Monday, April 04, 2005

Media shifting not just for the young

Merrill Brown and Carnegie Corporation's new report "Abandoning the News," about how 18-34 year olds are moving away from traditional sources of news, is getting some attention in digital media circles. Looking at my own news and entertainment media preferences (and, admittedly, as someone about a dozen years removed from the high end of the report's target demographic), I think the report could go even further.

I've replaced watching live, unfiltered broadcast and cable television with TiVo -- two TiVos, actually. I have a hard time imaging not being able to pause live TV, rewind to catch something I want to see again, or see a menu of shows, based on my preferences, ready to be viewed whenever I want. If there is a significant news story, I can replay a live feed. It is almost painful to watch raw TV in hotel rooms when I travel.
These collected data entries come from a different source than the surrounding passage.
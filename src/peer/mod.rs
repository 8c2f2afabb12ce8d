//! The real-time session engine seen through the operations the coordinator needs.

pub mod connection;
pub mod data_channel;
pub mod ice;
pub mod state;
pub mod types;

use crate::error::EngineError;
use async_trait::async_trait;
use std::sync::Arc;

pub use connection::WebRtcEngine;
pub use state::PeerState;
pub use types::{IceServerConfig, IceServerKind};

/// Notifications the engine delivers from its own execution context.
///
/// Implementations must not block: the engine may call these from inside its callbacks.
pub trait EngineObserver: Send + Sync {
    /// The complete local description is ready (ICE gathering finished).
    fn on_local_description(&self, description: String);

    fn on_connection_state_change(&self, state: PeerState);
}

/// Operations a session engine exposes to the signaling coordinator.
#[async_trait]
pub trait SessionEngine: Send + Sync {
    /// Register the single observer for this engine instance, replacing any previous one.
    fn set_observer(&self, observer: Arc<dyn EngineObserver>);

    /// Start a local offer. The description arrives later through the observer.
    async fn create_offer(&self) -> Result<(), EngineError>;

    async fn set_remote_description(&self, sdp: &str) -> Result<(), EngineError>;

    fn state(&self) -> PeerState;

    async fn close(&self) -> Result<(), EngineError>;
}
//! JSON-RPC shaped envelopes exchanged on the signaling topics.
//!
//! Requests arrive as `{"jsonrpc":"2.0","id":<int>,"method":<string>,"params":<optional>}` and
//! replies leave as `{"jsonrpc":"2.0","id":<int>,"result":<string>}`. A reply without `result`
//! is still a reply: it acknowledges the id without content.

use crate::error::DecodeError;
use serde::{Deserialize, Serialize};
use serde_json::Value;

pub const JSONRPC_VERSION: &str = "2.0";

#[derive(Debug, Clone, PartialEq, Serialize, Deserialize)]
pub struct Request {
    pub jsonrpc: String,
    pub id: i64,
    pub method: String,
    #[serde(default, skip_serializing_if = "Option::is_none")]
    pub params: Option<Value>,
}

impl Request {
    pub fn new(id: i64, method: impl Into<String>) -> Self {
        Self {
            jsonrpc: JSONRPC_VERSION.into(),
            id,
            method: method.into(),
            params: None,
        }
    }

    pub fn with_params(mut self, params: impl Into<Value>) -> Self {
        self.params = Some(params.into());
        self
    }

    /// `params` when it is a JSON string; session descriptions travel this way.
    pub fn params_str(&self) -> Option<&str> {
        self.params.as_ref().and_then(Value::as_str)
    }
}

#[derive(Debug, Clone, PartialEq, Serialize, Deserialize)]
pub struct Reply {
    pub jsonrpc: String,
    pub id: i64,
    #[serde(default, skip_serializing_if = "Option::is_none")]
    pub result: Option<String>,
}

impl Reply {
    /// Reply that carries only the id.
    pub fn bare(id: i64) -> Self {
        Self {
            jsonrpc: JSONRPC_VERSION.into(),
            id,
            result: None,
        }
    }

    pub fn with_result(id: i64, result: impl Into<String>) -> Self {
        Self {
            result: Some(result.into()),
            ..Self::bare(id)
        }
    }
}

/// Decode an inbound payload into a request.
///
/// Anything that is not an object with an integer `id` and a string `method` is rejected;
/// callers drop those without replying.
pub fn decode(payload: &[u8]) -> Result<Request, DecodeError> {
    let value: Value =
        serde_json::from_slice(payload).map_err(|e| DecodeError::Syntax(e.to_string()))?;
    let object = value.as_object().ok_or(DecodeError::NotAnObject)?;

    let id = object
        .get("id")
        .and_then(Value::as_i64)
        .ok_or(DecodeError::MissingId)?;
    let method = object
        .get("method")
        .and_then(Value::as_str)
        .ok_or(DecodeError::MissingMethod)?;
    let jsonrpc = object
        .get("jsonrpc")
        .and_then(Value::as_str)
        .unwrap_or(JSONRPC_VERSION);

    Ok(Request {
        jsonrpc: jsonrpc.to_owned(),
        id,
        method: method.to_owned(),
        params: object.get("params").filter(|p| !p.is_null()).cloned(),
    })
}

/// Serialize an envelope in compact form.
pub fn encode<T: Serialize>(envelope: &T) -> Result<String, serde_json::Error> {
    serde_json::to_string(envelope)
}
I've replaced broadcast radio with XM Satellite Radio. I was initially spurred to subscribe to XM by the awful, irritating commercials on the local classical radio station (as XM has three commercial-free classical channels). That alone was worth the $10/month subscription. But I also have access to over 150 other channels, including BBC World News, XM Public Radio (including Bob Edwards, PRI and APM shows), and audio feeds from C-SPAN, Fox, CNN and others. Better still, my XM model -- the Delphi MyFi -- is fully portable and can store five hours of programming on a hard disk (complete with song titles and artists, as it's a digital feed), so I can take music and news with me on a plane.

I've replaced print newspapers with Internet feeds. I scan several news sources on the Web daily. I get my immediate news from Google News and have the ability to search for specific stories on the Wall Street Journal Online and get some personality or summaries on blogs. While I still enjoy the tactile sensation of newspapers (except for the ink) and still subscribe to two of them -- one local, one national -- because they're easier to read on the couch, that technological advantage may not survive another decade.

Do I do all these things because I'm a rebel or a nerd? Not really. I do them because they are convenient, because I have limited time to "consume" news and want to focus on what I want to know, when I want to know it. I don't want to have to wait, or wade.

"Abandoning the News" is only the start of the story. Morphing news (and entertainment) delivery is the rest of the story, for all demographics.